A lightweight plastic bag goes over the gown, with the bottom open to prevent mildew. Hang away from direct light, but pay attention to where you're hanging it. Any place in your home subject to fluctuating temperatures and humidity, like damp basements or uninsulated attics, should be avoided. Constant temperature change can wreak havoc on any fiber.
If your wedding gown is of the heavier lace/net/silk variety, with beading or other detail, flat storage in as large a container as possible is recommended. This prevents stretching and sagging of heavier materials.

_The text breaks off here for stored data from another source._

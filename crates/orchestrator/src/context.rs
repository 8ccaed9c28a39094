//! Chat context assembly: parallel fan-out with a token budget.
//!
//! Four sub-fetches start together and join: user facts, plant facts with
//! recent issues, recent session history, and semantic memories found by
//! embedding the query. Each section is trimmed to its budget slice from
//! its low-priority end. Provider-class failures degrade a section to
//! empty; repository failures fail the assembly.

use pgvector::Vector;
use tracing::{debug, warn};
use uuid::Uuid;

use ai_core::CancellationToken;
use database::{health, memory, plant, session, user, Database, HealthIssue, Message, MessageRole, Plant, ScoredMemory, User};

use crate::error::OrchestratorError;
use crate::router::AiRouter;

/// Most history messages fetched before trimming.
const HISTORY_FETCH_LIMIT: i64 = 10;

/// Most memories fetched before trimming.
const MEMORY_FETCH_LIMIT: i64 = 5;

/// Most recent issues attached to the plant section.
const ISSUE_FETCH_LIMIT: i64 = 3;

/// Minimum cosine similarity for a memory to qualify.
pub const DEFAULT_SEMANTIC_THRESHOLD: f64 = 0.70;

/// Token slices per section. Trimming happens in declaration order.
#[derive(Debug, Clone, Copy)]
pub struct TokenBudget {
    pub user: usize,
    pub plant: usize,
    pub history: usize,
    pub memories: usize,
    /// Head-room for the prompt frame itself; never allocated to a section.
    pub reserve: usize,
}

impl Default for TokenBudget {
    fn default() -> Self {
        Self {
            user: 200,
            plant: 500,
            history: 2000,
            memories: 1000,
            reserve: 300,
        }
    }
}

impl TokenBudget {
    /// Create a budget from environment variables
    /// (`VERDANT_BUDGET_USER`, `_PLANT`, `_HISTORY`, `_MEMORIES`,
    /// `_RESERVE`), falling back to the defaults.
    pub fn from_env() -> Self {
        let defaults = Self::default();
        let read = |key: &str, fallback: usize| {
            std::env::var(key)
                .ok()
                .and_then(|v| v.parse().ok())
                .unwrap_or(fallback)
        };
        Self {
            user: read("VERDANT_BUDGET_USER", defaults.user),
            plant: read("VERDANT_BUDGET_PLANT", defaults.plant),
            history: read("VERDANT_BUDGET_HISTORY", defaults.history),
            memories: read("VERDANT_BUDGET_MEMORIES", defaults.memories),
            reserve: read("VERDANT_BUDGET_RESERVE", defaults.reserve),
        }
    }
}

/// Deliberately approximate token estimate: `ceil(chars / 4)`.
pub fn estimate_tokens(text: &str) -> usize {
    text.chars().count().div_ceil(4)
}

/// The assembled, budget-trimmed context for one chat turn.
#[derive(Debug, Default)]
pub struct AssembledContext {
    pub user: Option<User>,
    pub user_facts: String,
    pub plant: Option<Plant>,
    pub plant_facts: String,
    pub issues: Vec<HealthIssue>,
    /// Oldest first, possibly truncated from the oldest end.
    pub history: Vec<Message>,
    /// Highest similarity first, possibly truncated from the lowest end.
    pub memories: Vec<ScoredMemory>,
}

impl AssembledContext {
    /// Pack the context into the prefix block of the user message.
    pub fn render(&self) -> String {
        let mut sections = Vec::new();

        if !self.user_facts.is_empty() {
            sections.push(format!("[ABOUT THE USER]\n{}", self.user_facts));
        }
        if !self.plant_facts.is_empty() {
            sections.push(format!("[ABOUT THE PLANT]\n{}", self.plant_facts));
        }
        if !self.history.is_empty() {
            let lines: Vec<String> = self
                .history
                .iter()
                .map(|m| {
                    let who = match m.role {
                        MessageRole::User => "U",
                        MessageRole::Assistant => "A",
                        MessageRole::System => "S",
                    };
                    format!("{}: {}", who, m.content)
                })
                .collect();
            sections.push(format!("[RECENT CONVERSATION]\n{}", lines.join("\n")));
        }
        if !self.memories.is_empty() {
            let lines: Vec<String> =
                self.memories.iter().map(|m| format!("- {}", m.content)).collect();
            sections.push(format!("[REMEMBERED]\n{}", lines.join("\n")));
        }

        sections.join("\n\n")
    }
}

/// Builds [`AssembledContext`] for the chat pipeline.
pub struct ContextAssembler {
    db: Database,
    semantic_threshold: f64,
    budget: TokenBudget,
}

impl ContextAssembler {
    pub fn new(db: Database) -> Self {
        Self {
            db,
            semantic_threshold: DEFAULT_SEMANTIC_THRESHOLD,
            budget: TokenBudget::default(),
        }
    }

    pub fn with_budget(mut self, budget: TokenBudget) -> Self {
        self.budget = budget;
        self
    }

    pub fn with_semantic_threshold(mut self, threshold: f64) -> Self {
        self.semantic_threshold = threshold;
        self
    }

    /// Run the four sub-fetches in parallel and trim to budget.
    pub async fn assemble(
        &self,
        router: &AiRouter,
        user_id: Uuid,
        query: &str,
        plant_id: Option<Uuid>,
        session_id: Option<Uuid>,
        cancel: &CancellationToken,
    ) -> Result<AssembledContext, OrchestratorError> {
        let (user_result, plant_result, history_result, memories_result) = tokio::join!(
            self.fetch_user(user_id),
            self.fetch_plant(user_id, plant_id),
            self.fetch_history(session_id),
            self.fetch_memories(router, user_id, query, cancel),
        );

        let user = user_result?;
        let (plant, issues) = plant_result?;
        let history = history_result?;
        let memories = memories_result?;

        let mut context = AssembledContext {
            user_facts: render_user_facts(&user),
            user: Some(user),
            plant_facts: plant
                .as_ref()
                .map(|p| render_plant_facts(p, &issues))
                .unwrap_or_default(),
            plant,
            issues,
            history,
            memories,
        };
        self.trim(&mut context);
        Ok(context)
    }

    async fn fetch_user(&self, user_id: Uuid) -> Result<User, OrchestratorError> {
        user::get_user(self.db.pool(), user_id)
            .await
            .map_err(|e| OrchestratorError::from_lookup(e, "User"))
    }

    async fn fetch_plant(
        &self,
        user_id: Uuid,
        plant_id: Option<Uuid>,
    ) -> Result<(Option<Plant>, Vec<HealthIssue>), OrchestratorError> {
        let Some(plant_id) = plant_id else {
            return Ok((None, Vec::new()));
        };

        let plant = plant::get_plant(self.db.pool(), user_id, plant_id)
            .await
            .map_err(|e| OrchestratorError::from_lookup(e, "Plant"))?;
        let issues = health::active_issues(self.db.pool(), plant.id, ISSUE_FETCH_LIMIT).await?;
        Ok((Some(plant), issues))
    }

    async fn fetch_history(
        &self,
        session_id: Option<Uuid>,
    ) -> Result<Vec<Message>, OrchestratorError> {
        let Some(session_id) = session_id else {
            return Ok(Vec::new());
        };
        Ok(session::recent_messages(self.db.pool(), session_id, HISTORY_FETCH_LIMIT).await?)
    }

    /// Embed the query and search. An embedding outage yields an empty
    /// section; repository failures propagate.
    async fn fetch_memories(
        &self,
        router: &AiRouter,
        user_id: Uuid,
        query: &str,
        cancel: &CancellationToken,
    ) -> Result<Vec<ScoredMemory>, OrchestratorError> {
        let routed = match router.embed(user_id, &[query.to_string()], cancel).await {
            Ok(routed) => routed,
            Err(e) => {
                warn!(error = %e, "embedding unavailable, memories section empty");
                return Ok(Vec::new());
            }
        };

        let Some(vector) = routed.value.first() else {
            return Ok(Vec::new());
        };
        let query_vector = Vector::from(vector.iter().map(|v| *v as f32).collect::<Vec<f32>>());

        Ok(memory::search_memories(
            self.db.pool(),
            user_id,
            query_vector,
            self.semantic_threshold,
            MEMORY_FETCH_LIMIT,
        )
        .await?)
    }

    /// Enforce the budget, trimming user -> plant -> history -> memories.
    fn trim(&self, context: &mut AssembledContext) {
        context.user_facts = truncate_to_tokens(&context.user_facts, self.budget.user);
        context.plant_facts = truncate_to_tokens(&context.plant_facts, self.budget.plant);

        // History drops oldest first.
        while !context.history.is_empty() {
            let total: usize = context
                .history
                .iter()
                .map(|m| estimate_tokens(&m.content))
                .sum();
            if total <= self.budget.history {
                break;
            }
            context.history.remove(0);
            debug!("history over budget, dropped oldest message");
        }

        // Memories drop lowest similarity first; the fetch returns them
        // highest first, so trim the tail.
        while !context.memories.is_empty() {
            let total: usize = context
                .memories
                .iter()
                .map(|m| estimate_tokens(&m.content))
                .sum();
            if total <= self.budget.memories {
                break;
            }
            context.memories.pop();
            debug!("memories over budget, dropped least similar");
        }
    }
}

fn truncate_to_tokens(text: &str, max_tokens: usize) -> String {
    let max_chars = max_tokens * 4;
    if text.chars().count() <= max_chars {
        return text.to_string();
    }
    text.chars().take(max_chars).collect()
}

fn render_user_facts(user: &User) -> String {
    let mut facts = vec![
        format!("Name: {}", user.display_name),
        format!(
            "Experience: {}",
            format!("{:?}", user.experience_level).to_lowercase()
        ),
    ];
    if let Some(city) = &user.city {
        facts.push(format!("City: {}", city));
    }
    if let Some(climate) = &user.climate_zone {
        facts.push(format!("Climate zone: {}", climate));
    }
    if let Some(home) = &user.home_type {
        facts.push(format!("Home: {}", home));
    }
    if let Some(light) = &user.light_level {
        facts.push(format!("Typical light: {}", light));
    }
    if let Some(humidity) = &user.humidity_level {
        facts.push(format!("Typical humidity: {}", humidity));
    }
    facts.join("\n")
}

fn render_plant_facts(plant: &Plant, issues: &[HealthIssue]) -> String {
    let mut facts = Vec::new();
    if let Some(nickname) = &plant.nickname {
        facts.push(format!("Nickname: {}", nickname));
    }
    facts.push(format!("Location: {}", plant.location_in_home));
    facts.push(format!("Light exposure: {}", plant.light_exposure));
    facts.push(format!(
        "Watering cadence: every {} days",
        plant.watering_frequency_days
    ));
    if let Some(last) = plant.last_watered {
        facts.push(format!("Last watered: {}", last.format("%Y-%m-%d")));
    }
    facts.push(format!(
        "Current health: {}",
        format!("{:?}", plant.current_health).to_lowercase()
    ));

    for issue in issues {
        facts.push(format!(
            "Issue ({:?}): {} - {}",
            issue.status, issue.name, issue.description
        ));
    }

    facts.join("\n")
}

#[cfg(test)]
mod tests {
    use super::*;
    use chrono::Utc;

    fn message(content: &str) -> Message {
        Message {
            id: Uuid::new_v4(),
            session_id: Uuid::new_v4(),
            role: MessageRole::User,
            content: content.to_string(),
            input_tokens: None,
            output_tokens: None,
            model: None,
            extracted: None,
            created_at: Utc::now(),
        }
    }

    fn memory(content: &str, similarity: f64) -> ScoredMemory {
        ScoredMemory {
            id: Uuid::new_v4(),
            content: content.to_string(),
            content_type: database::MemoryContentType::Advice,
            similarity,
            relevance_score: 1.0,
            created_at: Utc::now(),
        }
    }

    fn assembler_with_budget(budget: TokenBudget) -> ContextAssembler {
        // The trim logic never touches the pool; a lazy pool keeps these
        // tests connection-free.
        let pool = sqlx::postgres::PgPoolOptions::new()
            .connect_lazy("postgres://localhost/unused")
            .unwrap();
        ContextAssembler::new(Database::from_pool(pool)).with_budget(budget)
    }

    #[test]
    fn test_estimate_rounds_up() {
        assert_eq!(estimate_tokens(""), 0);
        assert_eq!(estimate_tokens("abcd"), 1);
        assert_eq!(estimate_tokens("abcde"), 2);
    }

    #[test]
    fn test_history_trims_oldest_first() {
        let assembler = assembler_with_budget(TokenBudget {
            history: 10, // 40 chars
            ..TokenBudget::default()
        });

        let mut context = AssembledContext {
            history: vec![
                message("oldest message that is fairly long"),
                message("middle message"),
                message("newest"),
            ],
            ..Default::default()
        };
        assembler.trim(&mut context);

        assert_eq!(context.history.len(), 2);
        assert_eq!(context.history[0].content, "middle message");
        assert_eq!(context.history[1].content, "newest");
    }

    #[test]
    fn test_memories_trim_lowest_similarity_first() {
        let assembler = assembler_with_budget(TokenBudget {
            memories: 10,
            ..TokenBudget::default()
        });

        let mut context = AssembledContext {
            memories: vec![
                memory("very relevant memory text", 0.95),
                memory("somewhat relevant memory", 0.8),
                memory("borderline memory", 0.71),
            ],
            ..Default::default()
        };
        assembler.trim(&mut context);

        assert!(!context.memories.is_empty());
        assert_eq!(context.memories[0].similarity, 0.95);
        // The tail (lowest similarity) went first.
        assert!(context.memories.iter().all(|m| m.similarity >= 0.8));
    }

    #[test]
    fn test_within_budget_untouched() {
        let assembler = assembler_with_budget(TokenBudget::default());
        let mut context = AssembledContext {
            history: vec![message("short"), message("also short")],
            memories: vec![memory("tiny", 0.9)],
            ..Default::default()
        };
        assembler.trim(&mut context);
        assert_eq!(context.history.len(), 2);
        assert_eq!(context.memories.len(), 1);
    }

    #[test]
    fn test_render_sections_in_order() {
        let context = AssembledContext {
            user_facts: "Name: Ada".to_string(),
            plant_facts: "Location: kitchen".to_string(),
            history: vec![message("is it thirsty?")],
            memories: vec![memory("bottom watering worked well", 0.9)],
            ..Default::default()
        };

        let rendered = context.render();
        let user_at = rendered.find("[ABOUT THE USER]").unwrap();
        let plant_at = rendered.find("[ABOUT THE PLANT]").unwrap();
        let history_at = rendered.find("[RECENT CONVERSATION]").unwrap();
        let memories_at = rendered.find("[REMEMBERED]").unwrap();
        assert!(user_at < plant_at && plant_at < history_at && history_at < memories_at);
        assert!(rendered.contains("U: is it thirsty?"));
    }

    #[test]
    fn test_render_skips_empty_sections() {
        let context = AssembledContext::default();
        assert_eq!(context.render(), "");
    }
}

Plan the arrangement of your gown with as few folds as possible. All folds should be rounded out with a stuffing of tissue, concentrating the folds toward the outside of the container. Shaping of the dress, particularly the bust and shoulders, can be supported by crumped tissue from within. The arranged dress should then be wrapped in a clean sheet or muslin before final placement. d
For a professional touch, the Costume Division recommends "Permalife" paper, obtainable from TALAS, 104 Fifth Ave., New York, N.Y. 10011. This lining material neutralizes any acid, effects from the container itself.

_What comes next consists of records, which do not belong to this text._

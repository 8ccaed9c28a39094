//! Usage ledger operations.
//!
//! The ledger is append-only; every provider attempt becomes exactly one
//! row. Aggregations here back the monthly quota checks.

use chrono::{DateTime, Utc};
use sqlx::PgPool;
use uuid::Uuid;

use crate::error::Result;
use crate::models::{NewUsageLogEntry, UsageLogEntry};

const USAGE_COLUMNS: &str = "id, user_id, action, provider, model, input_tokens, output_tokens, \
     latency_ms, success, error_code, cost_usd, endpoint, created_at";

/// Append one ledger row.
pub async fn insert_entry(pool: &PgPool, entry: &NewUsageLogEntry) -> Result<UsageLogEntry> {
    let row = sqlx::query_as::<_, UsageLogEntry>(&format!(
        r#"
        INSERT INTO usage_logs (user_id, action, provider, model, input_tokens, output_tokens,
                                latency_ms, success, error_code, cost_usd, endpoint)
        VALUES ($1, $2, $3, $4, $5, $6, $7, $8, $9, $10, $11)
        RETURNING {USAGE_COLUMNS}
        "#
    ))
    .bind(entry.user_id)
    .bind(&entry.action)
    .bind(&entry.provider)
    .bind(&entry.model)
    .bind(entry.input_tokens)
    .bind(entry.output_tokens)
    .bind(entry.latency_ms)
    .bind(entry.success)
    .bind(&entry.error_code)
    .bind(entry.cost_usd)
    .bind(&entry.endpoint)
    .fetch_one(pool)
    .await?;

    Ok(row)
}

/// Count successful attempts for `(user, action)` inside a window.
///
/// Quota features may span several task labels (both chat tiers count
/// against "chat"), so `actions` is a list.
pub async fn success_count_in_window(
    pool: &PgPool,
    user_id: Uuid,
    actions: &[String],
    window_start: DateTime<Utc>,
    window_end: DateTime<Utc>,
) -> Result<i64> {
    let (count,): (i64,) = sqlx::query_as(
        r#"
        SELECT count(*)
        FROM usage_logs
        WHERE user_id = $1
          AND action = ANY($2)
          AND success = true
          AND created_at >= $3
          AND created_at < $4
        "#,
    )
    .bind(user_id)
    .bind(actions)
    .bind(window_start)
    .bind(window_end)
    .fetch_one(pool)
    .await?;

    Ok(count)
}

/// All rows for a user and action, newest first (used by tests and the
/// admin surface).
pub async fn entries_for_action(
    pool: &PgPool,
    user_id: Uuid,
    action: &str,
) -> Result<Vec<UsageLogEntry>> {
    let rows = sqlx::query_as::<_, UsageLogEntry>(&format!(
        r#"
        SELECT {USAGE_COLUMNS}
        FROM usage_logs
        WHERE user_id = $1 AND action = $2
        ORDER BY created_at DESC
        "#
    ))
    .bind(user_id)
    .bind(action)
    .fetch_all(pool)
    .await?;

    Ok(rows)
}

/// Total spend for a user in a window.
pub async fn total_cost_in_window(
    pool: &PgPool,
    user_id: Uuid,
    window_start: DateTime<Utc>,
    window_end: DateTime<Utc>,
) -> Result<f64> {
    let (total,): (Option<f64>,) = sqlx::query_as(
        r#"
        SELECT sum(cost_usd)
        FROM usage_logs
        WHERE user_id = $1 AND created_at >= $2 AND created_at < $3
        "#,
    )
    .bind(user_id)
    .bind(window_start)
    .bind(window_end)
    .fetch_one(pool)
    .await?;

    Ok(total.unwrap_or(0.0))
}

#[cfg(test)]
mod tests {
    use super::*;
    use crate::models::SubscriptionTier;
    use crate::user;
    use chrono::Duration;

    fn entry(user_id: Uuid, action: &str, success: bool) -> NewUsageLogEntry {
        NewUsageLogEntry {
            user_id,
            action: action.to_string(),
            provider: "plant-id".to_string(),
            model: "plant-id-v3".to_string(),
            input_tokens: None,
            output_tokens: None,
            latency_ms: 850,
            success,
            error_code: if success { None } else { Some("SERVICE_ERROR".to_string()) },
            cost_usd: 0.05,
            endpoint: "/api/v1/identify".to_string(),
        }
    }

    #[sqlx::test]
    async fn test_window_count_only_successes(pool: PgPool) {
        let owner = user::test_user(SubscriptionTier::Free);
        user::create_user(&pool, &owner).await.unwrap();

        for _ in 0..3 {
            insert_entry(&pool, &entry(owner.id, "identification", true)).await.unwrap();
        }
        insert_entry(&pool, &entry(owner.id, "identification", false)).await.unwrap();
        insert_entry(&pool, &entry(owner.id, "chat_simple", true)).await.unwrap();

        let now = Utc::now();
        let count = success_count_in_window(
            &pool,
            owner.id,
            &["identification".to_string()],
            now - Duration::hours(1),
            now + Duration::hours(1),
        )
        .await
        .unwrap();
        assert_eq!(count, 3);
    }

    #[sqlx::test]
    async fn test_window_count_spans_actions(pool: PgPool) {
        let owner = user::test_user(SubscriptionTier::Free);
        user::create_user(&pool, &owner).await.unwrap();

        insert_entry(&pool, &entry(owner.id, "chat_simple", true)).await.unwrap();
        insert_entry(&pool, &entry(owner.id, "chat_complex", true)).await.unwrap();

        let now = Utc::now();
        let count = success_count_in_window(
            &pool,
            owner.id,
            &["chat_simple".to_string(), "chat_complex".to_string()],
            now - Duration::hours(1),
            now + Duration::hours(1),
        )
        .await
        .unwrap();
        assert_eq!(count, 2);
    }

    #[sqlx::test]
    async fn test_cost_aggregation(pool: PgPool) {
        let owner = user::test_user(SubscriptionTier::Free);
        user::create_user(&pool, &owner).await.unwrap();

        insert_entry(&pool, &entry(owner.id, "identification", true)).await.unwrap();
        insert_entry(&pool, &entry(owner.id, "identification", false)).await.unwrap();

        let now = Utc::now();
        let total = total_cost_in_window(
            &pool,
            owner.id,
            now - Duration::hours(1),
            now + Duration::hours(1),
        )
        .await
        .unwrap();
        assert!((total - 0.10).abs() < 1e-9);
    }
}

Now that your gown is safe, remember your headpiece and/or veil. Virtually the same rules apply. If you wore a short, light veil, it can be hung on its own well-padded, covered hanger. For delicate laces, mantillas and full-length veils, container storage is preferable. Allow enough room for the height of the headpiece, supporting it on tissue and covering the crown. Again, arrange for as few folds as possible, padding them into rounded, not flat, edges.
If you can't bear to wear or dye your wedding shoes, they can be stored for posterity in shoe trees and wrapped in plastic. If you danced all night and they're a big dingy, have them cleand first by a shoe-repair service.
Clothes can be heritage, and a wedding gown is the prime example. If all of this preparation seems too complicated, among stores offering storage service for your new heirloom (including veil) are:
Garfinkel's: "Heirlooming Serving," cleaned and hermetically sealed in corrugated box with veil. Bring to F Street Bridal Salon or any branch's Better Dress or Designer Depts. Takes 2-3 months. $65.
Woodward & Lothrop: Inspected, hand-cleaned, placed on chemically-treated paper. Sealed in plastic on support form and doubled boxed. Takes 1 month. $60.
Royal Formal and Bridal: Cleaned and stored in windowed box, airtight. Bring dress to any of six area locations. Takes 2-3 weeks. $55.